Autre problème: les revues scientifiques sérieuses sont souvent difficilement accessibles car les abonnements sont hors de prix. Il en résulte que les medias n'y ont souvent pas accès ou ont seulement la possibilité de lire des abstracts (résumés). Ceux-ci ne permettent pas d'identifier les faiblesses de l'étude - quand bien même les journalistes auraient le temps et les connaissances nécessaires pour les décortiquer. Cela justifie le recours à des dépôts de preprints gratuits. Et de ce point de vue, ceux-ci permettent un accès "démocratique" à la science. Mais il est alors fondamental de pouvoir distinguer les articles ayant fait l'objet d'une expertise de ceux qui ne l'ont pas fait. 

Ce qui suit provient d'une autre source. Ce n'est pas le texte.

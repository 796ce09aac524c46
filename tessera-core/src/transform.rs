//! Object and mesh transforms

use crate::vector::Vector3d;
use nalgebra::{Matrix4, Point3, Rotation3, Vector3};
use serde::{Deserialize, Serialize};

/// Position / rotation / scale triple attached to meshes and scene objects
///
/// Rotation is stored as Euler angles in radians, applied in X, Y, Z order
/// (the rotation matrix is `Rx * Ry * Rz`).
#[derive(Debug, Clone, Copy, PartialEq, Serialize, Deserialize)]
pub struct Transform {
    pub position: Vector3d,
    pub rotation: Vector3d,
    pub scale: Vector3d,
}

impl Transform {
    /// Create an identity transform
    pub fn identity() -> Self {
        Self {
            position: Vector3d::zeros(),
            rotation: Vector3d::zeros(),
            scale: Vector3d::new(1.0, 1.0, 1.0),
        }
    }

    /// Create a transform from its three components
    pub fn new(position: Vector3d, rotation: Vector3d, scale: Vector3d) -> Self {
        Self {
            position,
            rotation,
            scale,
        }
    }

    /// Create a pure translation
    pub fn from_position(position: Vector3d) -> Self {
        Self {
            position,
            ..Self::identity()
        }
    }

    /// Rotation part as a matrix
    pub fn rotation_matrix(&self) -> Rotation3<f64> {
        let rx = Rotation3::from_axis_angle(&Vector3::x_axis(), self.rotation.x);
        let ry = Rotation3::from_axis_angle(&Vector3::y_axis(), self.rotation.y);
        let rz = Rotation3::from_axis_angle(&Vector3::z_axis(), self.rotation.z);
        rx * ry * rz
    }

    /// Local-to-parent matrix: translation * rotation * scale
    pub fn to_matrix(&self) -> Matrix4<f64> {
        Matrix4::new_translation(&self.position)
            * self.rotation_matrix().to_homogeneous()
            * Matrix4::new_nonuniform_scaling(&self.scale)
    }

    /// Apply the transform to a point
    pub fn transform_point(&self, point: &Point3<f64>) -> Point3<f64> {
        self.to_matrix().transform_point(point)
    }

    /// Check if this is approximately the identity transform
    pub fn is_identity(&self, epsilon: f64) -> bool {
        (self.to_matrix() - Matrix4::identity()).norm() < epsilon
    }
}

impl Default for Transform {
    fn default() -> Self {
        Self::identity()
    }
}
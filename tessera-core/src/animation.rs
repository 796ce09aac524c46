//! Animation runtime state
//!
//! [`AnimationState`] is the container the timeline and playback code read
//! from. It is only ever changed through two capabilities: a partial update
//! ([`AnimationState::patch`]) and [`AnimationState::set_active_clip`]. It is
//! never replaced wholesale, so anything attached to it survives a scene
//! load.
//!
//! Loading a scene produces an [`AnimationSnapshot`]; applying it first
//! resets all scene animation data to an empty baseline and then populates
//! it, so no clip or track from a previous scene can survive.

use serde::{Deserialize, Serialize};
use std::collections::{HashMap, HashSet};

/// Frame rate of a fresh animation state
pub const DEFAULT_FPS: f64 = 24.0;

/// How values are interpolated between a keyframe and the next one
#[derive(Debug, Clone, Copy, PartialEq, Eq, Hash, Serialize, Deserialize)]
#[serde(rename_all = "lowercase")]
pub enum Interpolation {
    Linear,
    Step,
    Bezier,
}

/// What kind of entity a track animates
#[derive(Debug, Clone, Copy, PartialEq, Eq, Hash, Serialize, Deserialize)]
#[serde(rename_all = "camelCase")]
pub enum TrackTargetType {
    SceneObject,
}

/// A single keyed value
#[derive(Debug, Clone, PartialEq, Serialize, Deserialize)]
pub struct Keyframe {
    pub id: String,
    /// Time in frames
    pub time: f64,
    pub value: f64,
    pub interpolation: Interpolation,
}

/// A sequence of keyframes for one animated value
#[derive(Debug, Clone, PartialEq, Serialize, Deserialize)]
pub struct AnimationChannel {
    pub id: String,
    pub keyframes: Vec<Keyframe>,
}

/// Animation of one property of one target
#[derive(Debug, Clone, PartialEq, Serialize, Deserialize)]
pub struct AnimationTrack {
    pub id: String,
    pub target_type: TrackTargetType,
    pub target_id: String,
    /// Animated property path, e.g. `position.x`
    pub property: String,
    pub channels: Vec<AnimationChannel>,
}

/// A named time range grouping a set of tracks
#[derive(Debug, Clone, PartialEq, Serialize, Deserialize)]
pub struct AnimationClip {
    pub id: String,
    pub name: String,
    pub start: f64,
    pub end: f64,
    pub looping: bool,
    pub speed: f64,
    pub track_ids: Vec<String>,
}

/// A labelled point on the timeline
#[derive(Debug, Clone, PartialEq, Serialize, Deserialize)]
pub struct Marker {
    pub id: String,
    pub time: f64,
    pub label: String,
}

/// Timeline UI preferences kept across scene loads
#[derive(Debug, Clone, PartialEq, Serialize, Deserialize)]
pub struct AnimationUiPrefs {
    pub timeline_open: bool,
    pub last_used_fps: f64,
}

/// The process-wide animation runtime container
#[derive(Debug, Clone, PartialEq, Serialize, Deserialize)]
pub struct AnimationState {
    pub active_clip_id: Option<String>,
    /// Clips in document order
    pub clips: Vec<AnimationClip>,
    pub tracks: HashMap<String, AnimationTrack>,
    pub markers: Vec<Marker>,
    pub playhead: f64,
    pub is_playing: bool,
    pub solo_tracks: HashSet<String>,
    pub fps: f64,
    pub ui: AnimationUiPrefs,
}

/// Partial update of the UI preferences
#[derive(Debug, Clone, Default, PartialEq)]
pub struct AnimationUiPatch {
    pub timeline_open: Option<bool>,
    pub last_used_fps: Option<f64>,
}

/// Partial update of an [`AnimationState`]; `None` leaves a field untouched
#[derive(Debug, Clone, Default, PartialEq)]
pub struct AnimationPatch {
    pub clips: Option<Vec<AnimationClip>>,
    pub tracks: Option<HashMap<String, AnimationTrack>>,
    pub markers: Option<Vec<Marker>>,
    pub playhead: Option<f64>,
    pub is_playing: Option<bool>,
    pub solo_tracks: Option<HashSet<String>>,
    pub fps: Option<f64>,
    pub ui: AnimationUiPatch,
}

/// Scene animation data ready to be applied to an [`AnimationState`]
#[derive(Debug, Clone, Default, PartialEq)]
pub struct AnimationSnapshot {
    /// Frame rate override, if the scene declares one
    pub fps: Option<f64>,
    pub clips: Vec<AnimationClip>,
    pub tracks: HashMap<String, AnimationTrack>,
    pub active_clip_id: Option<String>,
    pub ui: AnimationUiPatch,
}

impl Default for AnimationUiPrefs {
    fn default() -> Self {
        Self {
            timeline_open: false,
            last_used_fps: DEFAULT_FPS,
        }
    }
}

impl Default for AnimationState {
    fn default() -> Self {
        Self {
            active_clip_id: None,
            clips: Vec::new(),
            tracks: HashMap::new(),
            markers: Vec::new(),
            playhead: 0.0,
            is_playing: false,
            solo_tracks: HashSet::new(),
            fps: DEFAULT_FPS,
            ui: AnimationUiPrefs::default(),
        }
    }
}

impl AnimationState {
    /// Create an empty state with default frame rate and preferences
    pub fn new() -> Self {
        Self::default()
    }

    /// Replace every field the patch sets, leaving the rest untouched
    pub fn patch(&mut self, patch: AnimationPatch) {
        if let Some(clips) = patch.clips {
            self.clips = clips;
        }
        if let Some(tracks) = patch.tracks {
            self.tracks = tracks;
        }
        if let Some(markers) = patch.markers {
            self.markers = markers;
        }
        if let Some(playhead) = patch.playhead {
            self.playhead = playhead;
        }
        if let Some(is_playing) = patch.is_playing {
            self.is_playing = is_playing;
        }
        if let Some(solo_tracks) = patch.solo_tracks {
            self.solo_tracks = solo_tracks;
        }
        if let Some(fps) = patch.fps {
            self.fps = fps;
        }
        if let Some(timeline_open) = patch.ui.timeline_open {
            self.ui.timeline_open = timeline_open;
        }
        if let Some(last_used_fps) = patch.ui.last_used_fps {
            self.ui.last_used_fps = last_used_fps;
        }
    }

    /// Select the active clip, or clear it with `None`
    pub fn set_active_clip(&mut self, clip_id: Option<String>) {
        self.active_clip_id = clip_id;
    }

    /// Look up a clip by id
    pub fn clip(&self, id: &str) -> Option<&AnimationClip> {
        self.clips.iter().find(|c| c.id == id)
    }

    /// The currently active clip, if it exists
    pub fn active_clip(&self) -> Option<&AnimationClip> {
        self.active_clip_id.as_deref().and_then(|id| self.clip(id))
    }

    /// Whether the state holds no scene animation data
    pub fn is_baseline(&self) -> bool {
        self.active_clip_id.is_none()
            && self.clips.is_empty()
            && self.tracks.is_empty()
            && self.markers.is_empty()
            && self.playhead == 0.0
            && !self.is_playing
            && self.solo_tracks.is_empty()
    }
}

impl AnimationPatch {
    /// Patch clearing all scene animation data
    ///
    /// Frame rate and UI preferences are not part of the scene data and are
    /// left alone.
    pub fn reset() -> Self {
        Self {
            clips: Some(Vec::new()),
            tracks: Some(HashMap::new()),
            markers: Some(Vec::new()),
            playhead: Some(0.0),
            is_playing: Some(false),
            solo_tracks: Some(HashSet::new()),
            fps: None,
            ui: AnimationUiPatch::default(),
        }
    }
}

impl AnimationSnapshot {
    /// Snapshot that only resets the container
    pub fn empty() -> Self {
        Self::default()
    }

    /// Reset `state` to the empty baseline, then populate it from this snapshot
    pub fn apply_to(&self, state: &mut AnimationState) {
        state.patch(AnimationPatch::reset());
        state.set_active_clip(None);

        state.patch(AnimationPatch {
            clips: Some(self.clips.clone()),
            tracks: Some(self.tracks.clone()),
            fps: self.fps,
            ui: self.ui.clone(),
            ..AnimationPatch::default()
        });
        state.set_active_clip(self.active_clip_id.clone());
    }

    /// Whether the snapshot carries no clips
    pub fn is_empty(&self) -> bool {
        self.clips.is_empty() && self.tracks.is_empty()
    }
}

En conclusion, malgré ses limites, le processus de validation par les pairs est ce que nous avons de mieux. Alors qu'une frange importante de la population se met à douter de faits scientifiques incontestables - comme l'importance de la vaccination, il est plus que jamais fondamental d'être prudent dans l'usage qui est fait de la parole scientifique. Comme le suggère l'image ci-dessus, il faut rester calme et laisser à la science le temps de faire sont travail.